For example, below is an election night video interview on local TV news for Channel 7 KNSD (NBC) in which Gonzalez rolls out all of her standard talking points. She claims that “we didn’t invest in those propositions in the same way as our opponents” and that “huge corporations” outspent the unions 7 to 1. She repeats the 7 to 1 lie a second time for those who didn’t hear it the first time.

 


 
 
Gonzalez also blames the mainstream media, even as she tries to use it. “We live in a city where we have one newspaper” with an agenda to defeat unions, working people, and Democrats. She also says San Diego has local TV stations that are anti-worker. (She has to backtrack on that statement a little in her own self-interest when she realizes she is being interviewed for local TV news, although she must be fuming after the reporter starts the interview by introducing her as “the county’s labor boss.”)

I’ll predict “corporate media bias” will be a major theme of unions in San Diego; in fact, the New York Times is helping by now being worried about it: see “Newspaper as Business Pulpit” – June 10, 2012. I would suggest that the unions establish their own competing daily newspaper targeted at “working people” in San Diego, but instead they’ll probably use the government to force ownership or content changes at the Union-Tribune. 

Here are some other Lorena Gonzalez quotes from the web and print media following the June 5 election. Remember, according to Gonzalez, all of these media entities hate working people:

Early results show voters support the idea of the City of San Diego being prohibited from using union-friendly Project Labor Agreements (PLAs)… “With so much noise going on in this election, I’m not surprised,” said Lorena Gonzalez, CEO of San Diego-Imperial Counties Labor Council. When asked her opinion on the returns for both Prop A and Prop B, Gonzalez said it’s tough for the workers’ voice to be heard. She said San Diegans are too smart to support Prop A but said the labor stance was outspent 7 to 1 by corporate interests. “When we need to, we’ll exercise our legal options,” Gonzalez said.

Source: Prop. A Passage Not Surprising to Labor – Channel 7 KNSD (ABC). (By the way, Lorena Gonzalez is one of the most relentless sources of political noise in San Diego, so maybe she’s subconsciously blaming herself.)

Lorena Gonzalez, the head of the San Diego and Imperial Counties Labor Council, told City News Service that she expects Proposition B to be overturned by the courts, and for San Diegans to repeal Proposition A in the next couple of years, once its costs become clear. “There’s a third branch of government for a reason,” Gonzalez said, referring to the court system.

Source: San Diego Voters Approve Propositions A, B – Channel 10 KGTV (ABC) – June 6, 2012; Absentee Voters Favor San Diego Initiatives Channel 5 KSWB (FOX); and Election 2012: San Diegans Favor Propositions – Channel 8 KFMB News (CBS).

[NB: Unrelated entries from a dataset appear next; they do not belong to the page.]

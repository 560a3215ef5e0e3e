use std::sync::Arc;
use std::thread;
use std::time::Duration;

use tempfile::tempdir;
use tempora::{Archive, ArchiveConfig, Error, Result, Tuple, DEFAULT_CONTEXT};

const PROPERTY: &str = "http://example.org/value";

fn batch(writer: i64, round: i64) -> Vec<Tuple> {
    (0..20)
        .map(|i| {
            let item = format!("http://example.org/item/{}", i % 4);
            Tuple::new(&item, PROPERTY, DEFAULT_CONTEXT, 1_000 + round * 100 + i, writer as i32, round)
        })
        .collect()
}

#[test]
fn test_readers_never_observe_partial_batches() {
    let dir = tempdir().unwrap();
    let archive = Arc::new(Archive::open(ArchiveConfig::new(dir.path())).unwrap());

    thread::scope(|scope| {
        for writer in 0..2 {
            let archive = Arc::clone(&archive);
            scope.spawn(move || {
                for round in 0..10 {
                    archive.put(batch(writer, round)).unwrap();
                }
            });
        }
        for _ in 0..3 {
            let archive = Arc::clone(&archive);
            scope.spawn(move || {
                for _ in 0..20 {
                    let tuples: Vec<Tuple> =
                        archive.fetch("http://example.org/item/0", None, None, 0).unwrap().collect::<Result<_>>().unwrap();
                    // every batch contributes exactly five tuples for item 0
                    assert_eq!(tuples.len() % 5, 0);
                    assert!(tuples.windows(2).all(|w| (w[0].time, w[0].seq_nr) <= (w[1].time, w[1].seq_nr)));
                }
            });
        }
    });

    let total: usize = (0..4)
        .map(|i| archive.fetch(&format!("http://example.org/item/{}", i), None, None, 0).unwrap().count())
        .sum();
    assert_eq!(total, 2 * 10 * 20);
}

#[test]
fn test_lock_timeout_on_contended_permit() {
    let dir = tempdir().unwrap();
    let mut config = ArchiveConfig::new(dir.path());
    config.lock_timeout_ms = Some(50);
    let archive = Arc::new(Archive::open(config).unwrap());
    archive.put(batch(0, 0)).unwrap();

    let reader = archive.fetch("http://example.org/item/1", None, None, 0).unwrap();
    let contender = Arc::clone(&archive);
    let result = thread::spawn(move || contender.put(batch(1, 1))).join().unwrap();
    assert!(matches!(result, Err(Error::LockTimeout(_))));
    assert_eq!(reader.count(), 5);

    archive.put(batch(1, 1)).unwrap();
    assert_eq!(archive.fetch("http://example.org/item/1", None, None, 0).unwrap().count(), 10);
}

#[test]
fn test_nested_reads_proceed_while_writer_waits() {
    let dir = tempdir().unwrap();
    let archive = Arc::new(Archive::open(ArchiveConfig::new(dir.path())).unwrap());
    archive.put(batch(0, 0)).unwrap();

    let item = "http://example.org/item/2";
    let properties = archive.properties(item).unwrap();

    let (started, waiting) = std::sync::mpsc::channel();
    let writer = {
        let archive = Arc::clone(&archive);
        thread::spawn(move || {
            started.send(()).unwrap();
            archive.put(batch(1, 1))
        })
    };
    waiting.recv().unwrap();
    thread::sleep(Duration::from_millis(100));

    // the writer is parked behind `properties`; a second read on this thread must not queue behind it
    for property in properties {
        let property = property.unwrap();
        assert_eq!(archive.fetch(item, Some(&property), None, 0).unwrap().count(), 5);
    }

    writer.join().unwrap().unwrap();
    assert_eq!(archive.fetch(item, None, None, 0).unwrap().count(), 10);
}
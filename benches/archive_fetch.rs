use criterion::{criterion_group, criterion_main, Criterion};
use tempora::{Archive, ArchiveConfig, Tuple, DEFAULT_CONTEXT};
use tempfile::{tempdir, TempDir};

const BASE_TIME: i64 = 1_704_067_200;
const WEEK: i64 = 7 * 24 * 3600;

/// Ten weekly batches of 100 sensors, each reporting two properties every ten minutes.
fn populated_archive() -> (TempDir, Archive) {
    let dir = tempdir().unwrap();
    let archive = Archive::open(ArchiveConfig::new(dir.path())).unwrap();
    for week in 0..10i64 {
        let mut batch = Vec::new();
        for step in 0..100i64 {
            let time = BASE_TIME + week * WEEK + step * 600;
            for sensor in 0..100 {
                let item = format!("http://example.org/sensor/{}", sensor);
                batch.push(Tuple::new(&item, "http://example.org/temperature", DEFAULT_CONTEXT, time, 0, 20.0 + step as f64 / 10.0));
                batch.push(Tuple::new(&item, "http://example.org/humidity", DEFAULT_CONTEXT, time, 1, 40i64 + step));
            }
        }
        archive.put(batch).unwrap();
    }
    (dir, archive)
}

fn bench_fetch(c: &mut Criterion) {
    let (_dir, archive) = populated_archive();
    let item = "http://example.org/sensor/42";

    c.bench_function("fetch_item", |b| {
        b.iter(|| archive.fetch(item, None, None, 0).unwrap().count());
    });
    c.bench_function("fetch_property_limit_10", |b| {
        b.iter(|| archive.fetch(item, Some("http://example.org/temperature"), None, 10).unwrap().count());
    });
    c.bench_function("fetch_range_hourly_avg", |b| {
        b.iter(|| {
            archive
                .fetch_range(item, Some("http://example.org/temperature"), None, 0, 0, 0, 3600, Some("avg"))
                .unwrap()
                .count()
        });
    });
    c.bench_function("properties", |b| {
        b.iter(|| archive.properties(item).unwrap().count());
    });
}

criterion_group!(benches, bench_fetch);
criterion_main!(benches);
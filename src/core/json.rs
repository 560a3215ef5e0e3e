//! JSON representation of tuples, one object per line in the CLI.
//!
//! ```text
//! {"item": "...", "property": "...", "context": "...", "time": 1700000000, "seqNr": 0, "value": 21.5}
//! ```
//!
//! `context` defaults to [`DEFAULT_CONTEXT`] and `seqNr` to 0. Values map as
//! integers to `Long`, other numbers to `Double`, `{"@id": uri}` to `Uri` and
//! a single-key object `{property: value}` to a `Record`.

use serde::{Deserialize, Serialize};
use serde_json::{Map, Number};

use crate::core::{Record, Tuple, Value, DEFAULT_CONTEXT};
use crate::error::{Error, Result};

const ID_KEY: &str = "@id";

#[derive(Debug, Serialize, Deserialize)]
struct JsonTuple {
    item: String,
    property: String,
    #[serde(default = "default_context")]
    context: String,
    time: i64,
    #[serde(rename = "seqNr", default)]
    seq_nr: i32,
    value: serde_json::Value,
}

fn default_context() -> String {
    DEFAULT_CONTEXT.to_string()
}

pub fn parse_tuple(line: &str) -> Result<Tuple> {
    let raw: JsonTuple = serde_json::from_str(line)?;
    Ok(Tuple {
        item: raw.item,
        property: raw.property,
        context: raw.context,
        time: raw.time,
        seq_nr: raw.seq_nr,
        value: value_from_json(raw.value)?,
    })
}

pub fn format_tuple(tuple: &Tuple) -> Result<String> {
    let raw = JsonTuple {
        item: tuple.item.clone(),
        property: tuple.property.clone(),
        context: tuple.context.clone(),
        time: tuple.time,
        seq_nr: tuple.seq_nr,
        value: value_to_json(&tuple.value),
    };
    Ok(serde_json::to_string(&raw)?)
}

pub fn value_from_json(json: serde_json::Value) -> Result<Value> {
    // record chains are unwound iteratively
    let mut links = Vec::new();
    let mut current = json;
    let leaf = loop {
        match current {
            serde_json::Value::Number(n) => {
                break match n.as_i64() {
                    Some(v) => Value::Long(v),
                    None => Value::Double(n.as_f64().unwrap_or(f64::NAN)),
                }
            }
            serde_json::Value::String(s) => break Value::Str(s),
            serde_json::Value::Bool(b) => break Value::Bool(b),
            serde_json::Value::Object(map) if map.len() == 1 => {
                let Some((key, inner)) = map.into_iter().next() else {
                    return Err(Error::InvalidArgument("empty object value".to_string()));
                };
                if key == ID_KEY {
                    match inner {
                        serde_json::Value::String(uri) => break Value::Uri(uri),
                        _ => return Err(Error::InvalidArgument("\"@id\" must be a string".to_string())),
                    }
                }
                links.push(key);
                current = inner;
            }
            other => return Err(Error::InvalidArgument(format!("unsupported JSON value: {}", other))),
        }
    };

    let mut value = leaf;
    while let Some(property) = links.pop() {
        value = Value::Record(Record { property, value: Box::new(value) });
    }
    Ok(value)
}

pub fn value_to_json(value: &Value) -> serde_json::Value {
    let mut properties = Vec::new();
    let mut current = value;
    while let Value::Record(record) = current {
        properties.push(record.property.clone());
        current = &record.value;
    }
    let mut json = match current {
        Value::Int(v) => serde_json::Value::from(*v),
        Value::Long(v) => serde_json::Value::from(*v),
        Value::Short(v) => serde_json::Value::from(*v),
        Value::Float(v) => Number::from_f64(f64::from(*v)).map_or(serde_json::Value::Null, serde_json::Value::Number),
        Value::Double(v) => Number::from_f64(*v).map_or(serde_json::Value::Null, serde_json::Value::Number),
        Value::Str(s) => serde_json::Value::String(s.clone()),
        Value::Bool(b) => serde_json::Value::Bool(*b),
        Value::Uri(uri) => single(ID_KEY.to_string(), serde_json::Value::String(uri.clone())),
        Value::BigInt(v) => serde_json::Value::String(v.to_string()),
        Value::BigDecimal(v) => serde_json::Value::String(v.to_string()),
        Value::Record(_) => serde_json::Value::Null,
    };
    while let Some(property) = properties.pop() {
        json = single(property, json);
    }
    json
}

fn single(key: String, value: serde_json::Value) -> serde_json::Value {
    let mut map = Map::new();
    map.insert(key, value);
    serde_json::Value::Object(map)
}
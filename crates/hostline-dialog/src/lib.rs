//! Dialog logic for the Hostline voice service.
//!
//! Implements the per-turn pipeline that sits between the telephony
//! webhook and the call-control markup: a keyword classifier over an
//! immutable FAQ table, and a composer that turns the classification
//! into an ordered sequence of response segments (speak / dial /
//! gather speech).
//!
//! Everything here is pure and request-scoped. No crate in the
//! workspace depends on anything *except* `hostline-dialog` for the
//! dialog types, which keeps the dependency graph clean: the fallback
//! client produces a [`FallbackOutcome`] and the TwiML adapter consumes
//! [`Segment`] values, both defined here.

pub mod classify;
pub mod compose;
pub mod faq;

pub use classify::{classify, Selection};
pub use compose::{FallbackOutcome, Segment};
pub use faq::{FaqEntry, FaqTable};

Here, she decides to shift the focus from the proposition victories and instead start the general election campaign by trying to diminish the first-place showing of Councilman Carl DeMaio in the hotly-contested primary race for San Diego mayor, which had four legitimate contenders (three Republicans and a Democrat):

However, labor leader Lorena Gonzalez said the outcome of Proposition B was not unexpected considering how heavily opponents were outspent…Gonzalez, head of the San Diego-Imperial Counties Labor Council, an umbrella group that represents 133 unions, said she doubts voters realized that Proposition A could keep millions of dollars of state funds from the city. Gonzalez said the strongest message she was taking away from San Diego voters was the number who voted against mayoral front-runner Carl DeMaio. “Sixty eight percent basically told Carl DeMaio they are not in for his politics,” she said. “I think that’s great. Clearly the only person who really billed himself as anti-worker was Carl DeMaio and 68 percent of the people said no to Carl DeMaio.”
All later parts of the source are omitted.